Condition of the nail caused by external trauma to the nail matrix

Habit-tic deformity is a condition of the nail caused by external trauma to the nail matrix. The condition is characterized by ridges which run horizontally across the entire nail, most often occurring on the thumbs, as well as marked damage to or absence of cuticles.

== Signs and symptoms ==
Habit-tic deformity is recognizable for its horizontal ridges that create a fir-tree shape. Discoloration along the affected area of the nail is also common. The condition is not to be confused with median nail dystrophy, a similar but rarer condition which additionally includes a canal-like vertical ridge. The deformity is most commonly seen on the thumbs, but is also less commonly seen on other nails.

== Causes ==
Habit-tic deformity is caused by long-term external trauma to the nail matrix as a result of skin-picking around the affected nail. The underlying cause is habitual skin picking as a body-focused repetitive behavior which often worsens during times of stress, boredom, or inactivity. In the past, habit-tic deformity has been linked to anxiety, tic disorder, and obsessive-compulsive disorder.
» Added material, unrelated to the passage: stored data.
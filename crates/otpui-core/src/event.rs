#![forbid(unsafe_code)]

//! Canonical input/event types.
//!
//! All events derive `Clone`, `PartialEq`, and `Eq` for use in tests and
//! pattern matching.
//!
//! # Design Notes
//!
//! - Mouse coordinates are 0-indexed (terminals are 1-indexed internally)
//! - `KeyEventKind` defaults to `Press` when the terminal cannot distinguish
//! - `Modifiers` use bitflags for easy combination

use bitflags::bitflags;
#[cfg(not(target_arch = "wasm32"))]
use crossterm::event as cte;

/// Canonical input event.
#[derive(Debug, Clone, PartialEq, Eq)]
pub enum Event {
    /// A keyboard event.
    Key(KeyEvent),

    /// A mouse event.
    Mouse(MouseEvent),

    /// Terminal was resized.
    Resize {
        /// New terminal width in columns.
        width: u16,
        /// New terminal height in rows.
        height: u16,
    },

    /// Paste event (from bracketed paste mode).
    Paste(PasteEvent),

    /// Focus gained or lost.
    ///
    /// `true` = focus gained, `false` = focus lost.
    Focus(bool),
}

impl Event {
    /// Convert a Crossterm event into an otpui [`Event`].
    #[must_use]
    #[cfg(not(target_arch = "wasm32"))]
    pub fn from_crossterm(event: cte::Event) -> Option<Self> {
        map_crossterm_event(event)
    }
}

/// A keyboard event.
#[derive(Debug, Clone, Copy, PartialEq, Eq)]
pub struct KeyEvent {
    /// The key code that was pressed.
    pub code: KeyCode,

    /// Modifier keys held during the event.
    pub modifiers: Modifiers,

    /// The type of key event (press, repeat, or release).
    pub kind: KeyEventKind,
}

impl KeyEvent {
    /// Create a new key event with default modifiers and Press kind.
    #[must_use]
    pub const fn new(code: KeyCode) -> Self {
        Self {
            code,
            modifiers: Modifiers::NONE,
            kind: KeyEventKind::Press,
        }
    }

    /// Create a key event with modifiers.
    #[must_use]
    pub const fn with_modifiers(mut self, modifiers: Modifiers) -> Self {
        self.modifiers = modifiers;
        self
    }

    /// Create a key event with a specific kind.
    #[must_use]
    pub const fn with_kind(mut self, kind: KeyEventKind) -> Self {
        self.kind = kind;
        self
    }

    /// Check if this is a specific character key.
    #[must_use]
    pub fn is_char(&self, c: char) -> bool {
        matches!(self.code, KeyCode::Char(ch) if ch == c)
    }

    /// Check if Ctrl modifier is held.
    #[must_use]
    pub const fn ctrl(&self) -> bool {
        self.modifiers.contains(Modifiers::CTRL)
    }

    /// Check if Alt modifier is held.
    #[must_use]
    pub const fn alt(&self) -> bool {
        self.modifiers.contains(Modifiers::ALT)
    }

    /// Check if Shift modifier is held.
    #[must_use]
    pub const fn shift(&self) -> bool {
        self.modifiers.contains(Modifiers::SHIFT)
    }
}

/// Key codes for keyboard events.
#[derive(Debug, Clone, Copy, PartialEq, Eq, Hash)]
pub enum KeyCode {
    /// A regular character key.
    Char(char),

    /// Enter/Return key.
    Enter,

    /// Escape key.
    Escape,

    /// Backspace key.
    Backspace,

    /// Tab key.
    Tab,

    /// Shift+Tab (back-tab).
    BackTab,

    /// Delete key.
    Delete,

    /// Insert key.
    Insert,

    /// Home key.
    Home,

    /// End key.
    End,

    /// Page Up key.
    PageUp,

    /// Page Down key.
    PageDown,

    /// Up arrow key.
    Up,

    /// Down arrow key.
    Down,

    /// Left arrow key.
    Left,

    /// Right arrow key.
    Right,

    /// Function key (F1-F24).
    F(u8),
}

/// The type of key event.
#[derive(Debug, Clone, Copy, PartialEq, Eq, Hash, Default)]
pub enum KeyEventKind {
    /// Key was pressed (default when not distinguishable).
    #[default]
    Press,

    /// Key is being held (repeat event).
    Repeat,

    /// Key was released.
    Release,
}

bitflags! {
    /// Modifier keys that can be held during a key event.
    #[derive(Debug, Clone, Copy, PartialEq, Eq, Hash)]
    pub struct Modifiers: u8 {
        /// No modifiers.
        const NONE  = 0b0000;
        /// Shift key.
        const SHIFT = 0b0001;
        /// Alt/Option key.
        const ALT   = 0b0010;
        /// Control key.
        const CTRL  = 0b0100;
        /// Super/Meta/Command key.
        const SUPER = 0b1000;
    }
}

impl Default for Modifiers {
    fn default() -> Self {
        Self::NONE
    }
}

/// A mouse event.
#[derive(Debug, Clone, Copy, PartialEq, Eq)]
pub struct MouseEvent {
    /// The type of mouse event.
    pub kind: MouseEventKind,

    /// X coordinate (0-indexed, leftmost column is 0).
    pub x: u16,

    /// Y coordinate (0-indexed, topmost row is 0).
    pub y: u16,

    /// Modifier keys held during the event.
    pub modifiers: Modifiers,
}

impl MouseEvent {
    /// Create a new mouse event.
    #[must_use]
    pub const fn new(kind: MouseEventKind, x: u16, y: u16) -> Self {
        Self {
            kind,
            x,
            y,
            modifiers: Modifiers::NONE,
        }
    }

    /// Create a mouse event with modifiers.
    #[must_use]
    pub const fn with_modifiers(mut self, modifiers: Modifiers) -> Self {
        self.modifiers = modifiers;
        self
    }

    /// Get the position as a tuple.
    #[must_use]
    pub const fn position(&self) -> (u16, u16) {
        (self.x, self.y)
    }
}

/// The type of mouse event.
#[derive(Debug, Clone, Copy, PartialEq, Eq, Hash)]
pub enum MouseEventKind {
    /// Mouse button pressed down.
    Down(MouseButton),

    /// Mouse button released.
    Up(MouseButton),

    /// Mouse dragged while button held.
    Drag(MouseButton),

    /// Mouse moved (no button pressed).
    Moved,

    /// Mouse wheel scrolled up.
    ScrollUp,

    /// Mouse wheel scrolled down.
    ScrollDown,
}

/// Mouse button identifiers.
#[derive(Debug, Clone, Copy, PartialEq, Eq, Hash)]
pub enum MouseButton {
    /// Left mouse button.
    Left,

    /// Right mouse button.
    Right,

    /// Middle mouse button (scroll wheel click).
    Middle,
}

/// A paste event from bracketed paste mode.
#[derive(Debug, Clone, PartialEq, Eq)]
pub struct PasteEvent {
    /// The pasted text content.
    pub text: String,

    /// True if this came from bracketed paste mode.
    ///
    /// When true, the text was received atomically and should be
    /// treated as a single paste operation rather than individual
    /// key presses.
    pub bracketed: bool,
}

impl PasteEvent {
    /// Create a new paste event.
    #[must_use]
    pub fn new(text: impl Into<String>, bracketed: bool) -> Self {
        Self {
            text: text.into(),
            bracketed,
        }
    }

    /// Create a bracketed paste event (the common case).
    #[must_use]
    pub fn bracketed(text: impl Into<String>) -> Self {
        Self::new(text, true)
    }
}

#[cfg(not(target_arch = "wasm32"))]
fn map_crossterm_event(event: cte::Event) -> Option<Event> {
    match event {
        cte::Event::Key(key) => map_key_event(key).map(Event::Key),
        cte::Event::Mouse(mouse) => map_mouse_event(mouse).map(Event::Mouse),
        cte::Event::Resize(width, height) => Some(Event::Resize { width, height }),
        cte::Event::Paste(text) => Some(Event::Paste(PasteEvent::bracketed(text))),
        cte::Event::FocusGained => Some(Event::Focus(true)),
        cte::Event::FocusLost => Some(Event::Focus(false)),
    }
}

#[cfg(not(target_arch = "wasm32"))]
fn map_key_event(event: cte::KeyEvent) -> Option<KeyEvent> {
    let code = map_key_code(event.code)?;
    let modifiers = map_modifiers(event.modifiers);
    let kind = map_key_kind(event.kind);
    Some(KeyEvent {
        code,
        modifiers,
        kind,
    })
}

#[cfg(not(target_arch = "wasm32"))]
fn map_key_kind(kind: cte::KeyEventKind) -> KeyEventKind {
    match kind {
        cte::KeyEventKind::Press => KeyEventKind::Press,
        cte::KeyEventKind::Repeat => KeyEventKind::Repeat,
        cte::KeyEventKind::Release => KeyEventKind::Release,
    }
}

#[cfg(not(target_arch = "wasm32"))]
fn map_key_code(code: cte::KeyCode) -> Option<KeyCode> {
    match code {
        cte::KeyCode::Backspace => Some(KeyCode::Backspace),
        cte::KeyCode::Enter => Some(KeyCode::Enter),
        cte::KeyCode::Left => Some(KeyCode::Left),
        cte::KeyCode::Right => Some(KeyCode::Right),
        cte::KeyCode::Up => Some(KeyCode::Up),
        cte::KeyCode::Down => Some(KeyCode::Down),
        cte::KeyCode::Home => Some(KeyCode::Home),
        cte::KeyCode::End => Some(KeyCode::End),
        cte::KeyCode::PageUp => Some(KeyCode::PageUp),
        cte::KeyCode::PageDown => Some(KeyCode::PageDown),
        cte::KeyCode::Tab => Some(KeyCode::Tab),
        cte::KeyCode::BackTab => Some(KeyCode::BackTab),
        cte::KeyCode::Delete => Some(KeyCode::Delete),
        cte::KeyCode::Insert => Some(KeyCode::Insert),
        cte::KeyCode::F(n) => Some(KeyCode::F(n)),
        cte::KeyCode::Char(c) => Some(KeyCode::Char(c)),
        cte::KeyCode::Esc => Some(KeyCode::Escape),
        _ => None,
    }
}

#[cfg(not(target_arch = "wasm32"))]
fn map_modifiers(modifiers: cte::KeyModifiers) -> Modifiers {
    let mut mapped = Modifiers::NONE;
    if modifiers.contains(cte::KeyModifiers::SHIFT) {
        mapped |= Modifiers::SHIFT;
    }
    if modifiers.contains(cte::KeyModifiers::ALT) {
        mapped |= Modifiers::ALT;
    }
    if modifiers.contains(cte::KeyModifiers::CONTROL) {
        mapped |= Modifiers::CTRL;
    }
    if modifiers.contains(cte::KeyModifiers::SUPER)
        || modifiers.contains(cte::KeyModifiers::HYPER)
        || modifiers.contains(cte::KeyModifiers::META)
    {
        mapped |= Modifiers::SUPER;
    }
    mapped
}

#[cfg(not(target_arch = "wasm32"))]
fn map_mouse_event(event: cte::MouseEvent) -> Option<MouseEvent> {
    let kind = match event.kind {
        cte::MouseEventKind::Down(button) => MouseEventKind::Down(map_mouse_button(button)),
        cte::MouseEventKind::Up(button) => MouseEventKind::Up(map_mouse_button(button)),
        cte::MouseEventKind::Drag(button) => MouseEventKind::Drag(map_mouse_button(button)),
        cte::MouseEventKind::Moved => MouseEventKind::Moved,
        cte::MouseEventKind::ScrollUp => MouseEventKind::ScrollUp,
        cte::MouseEventKind::ScrollDown => MouseEventKind::ScrollDown,
        // Horizontal scroll has no consumer in this widget set.
        cte::MouseEventKind::ScrollLeft | cte::MouseEventKind::ScrollRight => return None,
    };

    Some(
        MouseEvent::new(kind, event.column, event.row)
            .with_modifiers(map_modifiers(event.modifiers)),
    )
}

#[cfg(not(target_arch = "wasm32"))]
fn map_mouse_button(button: cte::MouseButton) -> MouseButton {
    match button {
        cte::MouseButton::Left => MouseButton::Left,
        cte::MouseButton::Right => MouseButton::Right,
        cte::MouseButton::Middle => MouseButton::Middle,
    }
}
However, there is no preceding anxiety and subsequent relief felt by an individual after picking, differentiating it from compulsions associated with OCD.

== Treatment ==
Cessation of trauma to the nail is an effective treatment for habit-tic deformity. Several methods have been shown to be effective, including the application of cyanoacrylate adhesive to form an artificial cuticle and promote nail root growth, as well as wearing bandages or tape to prevent picking.